Hart jerked his chin to the door. “Why do it for them?”
“You already know.”
“But I want to hear it from you. And I think you need to hear it said out loud.”
Cane pulled his hand out of Hart’s and turned his back on him.
“They’re good kids,” he said, talking to the empty hall. “They deserved a chance. They don’t need to turn out like the rest of us.”
“And they’re grateful to you for it,” Hart said. “You don’t believe they’d betray you.”
“No.”
“Okay. Then stay here, calm down, and let me see what’s happening with them, all right?”

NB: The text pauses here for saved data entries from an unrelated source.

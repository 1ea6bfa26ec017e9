//! Dashboard view.

use secrecy::SecretBox;
use service::{
    command::{CreateUser, DeleteUser, UpdateUser},
    domain::user::{self, NewUser, Role, UserPatch},
    query, Command as _, Query as _,
};

use crate::Context;

/// [`Role`]s allowed to open the dashboard at all.
pub const REQUIRED_ROLES: &[Role] =
    &[Role::Admin, Role::Manager, Role::Employee];

/// [`Role`]s allowed to see the `User` list.
const LISTING_ROLES: &[Role] = &[Role::Admin, Role::Manager];

/// [`Role`]s allowed to manage `User`s.
///
/// A client-side convenience only: the remote service re-checks every
/// management operation on its own.
pub const MANAGEMENT_ROLES: &[Role] = &[Role::Admin];

/// Renders the dashboard of the current `User`.
///
/// Managers and administrators see the `User` list, everyone else sees the
/// own profile. A remote rejection renders an inline error line and leaves
/// the current session intact.
///
/// # Errors
///
/// Never errors: every failure is rendered inline.
pub async fn render(ctx: &Context) -> Result<(), ()> {
    use service::access::Decision;

    let service = ctx.service();
    let Some(identity) = service.current_identity() else {
        return Ok(());
    };

    println!("Dashboard of {} ({})", identity.username, identity.role);

    if let Decision::Allow = service.authorize(LISTING_ROLES) {
        match service.execute(query::user::List).await {
            Ok(users) => {
                println!("{:<6} {:<24} {}", "ID", "USERNAME", "ROLE");
                for u in users {
                    println!("{:<6} {:<24} {}", u.id, u.username, u.role);
                }
            }
            Err(e) => {
                println!("Failed to load users");
                tracing::warn!("failed to load the `User` list: {e}");
            }
        }
    } else {
        match service.execute(query::user::Profile).await {
            Ok(profile) => {
                println!("Profile: {} ({})", profile.username, profile.role);
                if let Some(email) = profile.email {
                    println!("Email: {email}");
                }
            }
            Err(e) => {
                println!("Failed to load profile");
                tracing::warn!("failed to load the own profile: {e}");
            }
        }
    }

    if let Decision::Allow = service.authorize(MANAGEMENT_ROLES) {
        println!(
            "Manage users with the `create-user`, `update-user` and \
             `delete-user` commands.",
        );
    }

    Ok(())
}

/// Registers a new `User`, prompting for its password.
///
/// The `User` list only reflects the change once the remote service has
/// acknowledged it.
///
/// # Errors
///
/// Errors if the terminal cannot be read from or written to.
pub async fn create_user(
    ctx: &Context,
    username: user::Username,
    role: Role,
) -> Result<(), ()> {
    let password = super::prompt("Password: ").map_err(|e| {
        tracing::error!("failed to read input: {e}");
    })?;
    let Ok(password) = password.parse::<user::Password>() else {
        println!("Failed to create user");
        return Ok(());
    };

    match ctx
        .service()
        .execute(CreateUser(NewUser {
            username,
            password: SecretBox::new(Box::new(password)),
            role,
        }))
        .await
    {
        Ok(record) => {
            println!(
                "Created user {} ({}) with ID {}",
                record.username, record.role, record.id,
            );
        }
        Err(e) => {
            println!("Failed to create user");
            tracing::warn!("failed to create a `User`: {e}");
        }
    }

    Ok(())
}

/// Updates an existing `User`.
///
/// # Errors
///
/// Never errors: every failure is rendered inline.
pub async fn update_user(
    ctx: &Context,
    id: user::Id,
    username: user::Username,
    role: Role,
) -> Result<(), ()> {
    match ctx
        .service()
        .execute(UpdateUser(UserPatch { id, username, role }))
        .await
    {
        Ok(()) => println!("Updated user {id}"),
        Err(e) => {
            println!("Failed to update user");
            tracing::warn!("failed to update `User(id: {id})`: {e}");
        }
    }

    Ok(())
}

/// Deletes an existing `User`.
///
/// # Errors
///
/// Never errors: every failure is rendered inline.
pub async fn delete_user(ctx: &Context, id: user::Id) -> Result<(), ()> {
    match ctx.service().execute(DeleteUser(id)).await {
        Ok(()) => println!("Deleted user {id}"),
        Err(e) => {
            println!("Failed to delete user");
            tracing::warn!("failed to delete `User(id: {id})`: {e}");
        }
    }

    Ok(())
}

Cane turned back to look at him, tense and wound tight still.
“Don’t come inside until I’m done,” Hart said. “You’ll only break their focus.”
Cane huffed again, but Hart was already walking away, entering the apartment, and closing the door behind him. He released a breath, leaning against the closed door and shaking the tension out of his shoulders.
He looked in front of himself and found Raph and Soph at the kitchen table, holding each other and talking softly.
“Right,” Hart said, trying to get the situation back under control. “Are you two okay?”
Soph shook her head, holding her brother tighter.
“We ruined the best thing that ever happened to us,” she said through a sob, and Raph kissed her hair, looking up at Hart with tear-filled eyes.
“We didn’t mean to,” he said again, and Hart frowned at the words.
“You keep repeating that,” he said. “What do you mean by it?”
“We know we did it,” Raph said. “We remember doing it. We both remember thinking we had to. Thinking it was important. But neither of us remembers why. And neither of us agrees with what we did.”
Hart walked farther into the place, pulling a chair out and settling in it. “So you’re saying you had no control over your actions?”
Soph shook her head.
“It’s not like that,” she said. “I think we both know what it’s like to not be in control. We both…drank and…tried other stuff before Cane. This wasn’t like that.”
“Yeah.” Raph nodded. “We knew what we were doing. But it was like we were listening to someone we couldn’t say no to. Someone that made so much sense at the time that we just went with it. We don’t know how to explain, but we didn’t mean to do it, even though it was us that did it.”
They fell silent and Hart turned their words over in his head as much as he could. Something didn’t add up.
“Okay,” he said. “How about we check to see whether you’re cursed?”
They both nodded instantly, alert and ready to cooperate.
Hart got his bag and set his things up the way he liked them, instructing the twins to sit close enough to each other to be able to see themselves in the mirror.
Hart preferred individual diagnostics, but he knew he’d never be able to pry the two of them away from each other emotionally, so tandem it was.
He explained the process to them in full. He allowed them several moments to breathe and settle into the state of mind he needed them to be in before he started guiding them toward the answers.
They were cooperative, their minds young and malleable. Open to suggestion from him. Open to being led where Hart wanted them. As easy as it made his process, it also had him worried.